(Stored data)

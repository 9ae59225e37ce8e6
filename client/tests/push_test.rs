//! Push reconciliation through the topic registry and bridge.

mod common;

use comanda_engine::{EventType, OrderStatus, PushEvent, Topic};
use common::{build_client, sample_order, spawn_backend, test_config};

#[tokio::test]
async fn full_replace_updates_cache_without_request() {
    let (backend, addr) = spawn_backend().await;
    backend.insert(sample_order(1, 3));
    let client = build_client(test_config(addr));
    client.store.fetch_order(1, false).await.unwrap();

    let (bridge, handle) = client.bridge(8);
    let task = tokio::spawn(bridge.run());

    let mut pushed = sample_order(1, 4);
    pushed.status = OrderStatus::InProgress;
    assert!(
        handle
            .send_event(PushEvent::new(EventType::OrderUpdated, 1, Some(pushed)))
            .await
    );
    drop(handle);
    task.await.unwrap();

    let cached = client.store.get(1).unwrap();
    assert_eq!(cached.version, 4);
    assert_eq!(cached.status, OrderStatus::InProgress);
    assert_eq!(client.store.base_version(1), Some(4));
    assert!(client.store.sync_status().last_sync.is_some());
    assert_eq!(backend.requests(), 1);
}

#[tokio::test]
async fn outdated_push_is_ignored() {
    let (backend, addr) = spawn_backend().await;
    backend.insert(sample_order(1, 6));
    let client = build_client(test_config(addr));
    client.store.fetch_order(1, false).await.unwrap();

    let event = PushEvent::new(EventType::OrderUpdated, 1, Some(sample_order(1, 5)));
    client.store.apply_push(&event).await.unwrap();

    assert_eq!(client.store.get(1).unwrap().version, 6);
    assert_eq!(client.store.base_version(1), Some(6));
}

#[tokio::test]
async fn partial_event_refetches() {
    let (backend, addr) = spawn_backend().await;
    backend.insert(sample_order(1, 3));
    let client = build_client(test_config(addr));
    client.store.fetch_order(1, false).await.unwrap();

    backend.edit(1, |order| order.item_mut(10).unwrap().set_quantity(4));
    let event = PushEvent::new(EventType::ItemUpdated, 1, None);
    client.store.apply_push(&event).await.unwrap();

    let cached = client.store.get(1).unwrap();
    assert_eq!(cached.version, 4);
    assert_eq!(cached.item(10).unwrap().quantity, 4);
    assert_eq!(backend.requests(), 2);
}

#[tokio::test]
async fn finalized_event_clears_focus() {
    let (backend, addr) = spawn_backend().await;
    backend.insert(sample_order(1, 3));
    let client = build_client(test_config(addr));
    client.store.fetch_order(1, false).await.unwrap();
    client.store.set_focus(1);

    let mut finalized = sample_order(1, 4);
    finalized.status = OrderStatus::Finalized;
    let event = PushEvent::new(EventType::OrderFinalized, 1, Some(finalized));
    client.store.apply_push(&event).await.unwrap();

    assert!(client.store.focused().is_none());
    assert_eq!(client.store.active_count(), 0);
}

#[tokio::test]
async fn reconnect_refreshes_active_orders() {
    let (backend, addr) = spawn_backend().await;
    backend.insert(sample_order(1, 3));
    backend.insert(sample_order(2, 1));
    let client = build_client(test_config(addr));

    let (bridge, handle) = client.bridge(8);
    let task = tokio::spawn(bridge.run());
    assert!(handle.disconnected().await);
    assert!(handle.reconnected().await);
    drop(handle);
    task.await.unwrap();

    assert_eq!(client.store.active_count(), 2);
    assert!(client.store.sync_status().connected);
    assert_eq!(backend.requests(), 1);
}

#[tokio::test]
async fn registry_forwards_into_bridge() {
    let (backend, addr) = spawn_backend().await;
    backend.insert(sample_order(7, 1));
    let client = build_client(test_config(addr));

    let (bridge, handle) = client.bridge(8);
    let task = tokio::spawn(bridge.run());

    let topic = Topic::Order(7);
    let (subscription, events) = client.topics.subscribe(topic.clone());
    let forward = handle.forward(events);

    let event = PushEvent::new(EventType::OrderCreated, 7, Some(sample_order(7, 1)));
    assert_eq!(client.topics.deliver(&topic.path(), &event), 1);
    assert_eq!(client.topics.deliver("/topic/pedido/8", &event), 0);

    client.topics.unsubscribe(&subscription);
    forward.await.unwrap();
    drop(handle);
    task.await.unwrap();

    assert_eq!(client.store.get(7).unwrap().version, 1);
    assert_eq!(backend.requests(), 0);
}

### Task item
Each line above that has the word "events" must be copied.

### Solution
    let (subscription, events) = client.topics.subscribe(topic.clone());
    let forward = handle.forward(events);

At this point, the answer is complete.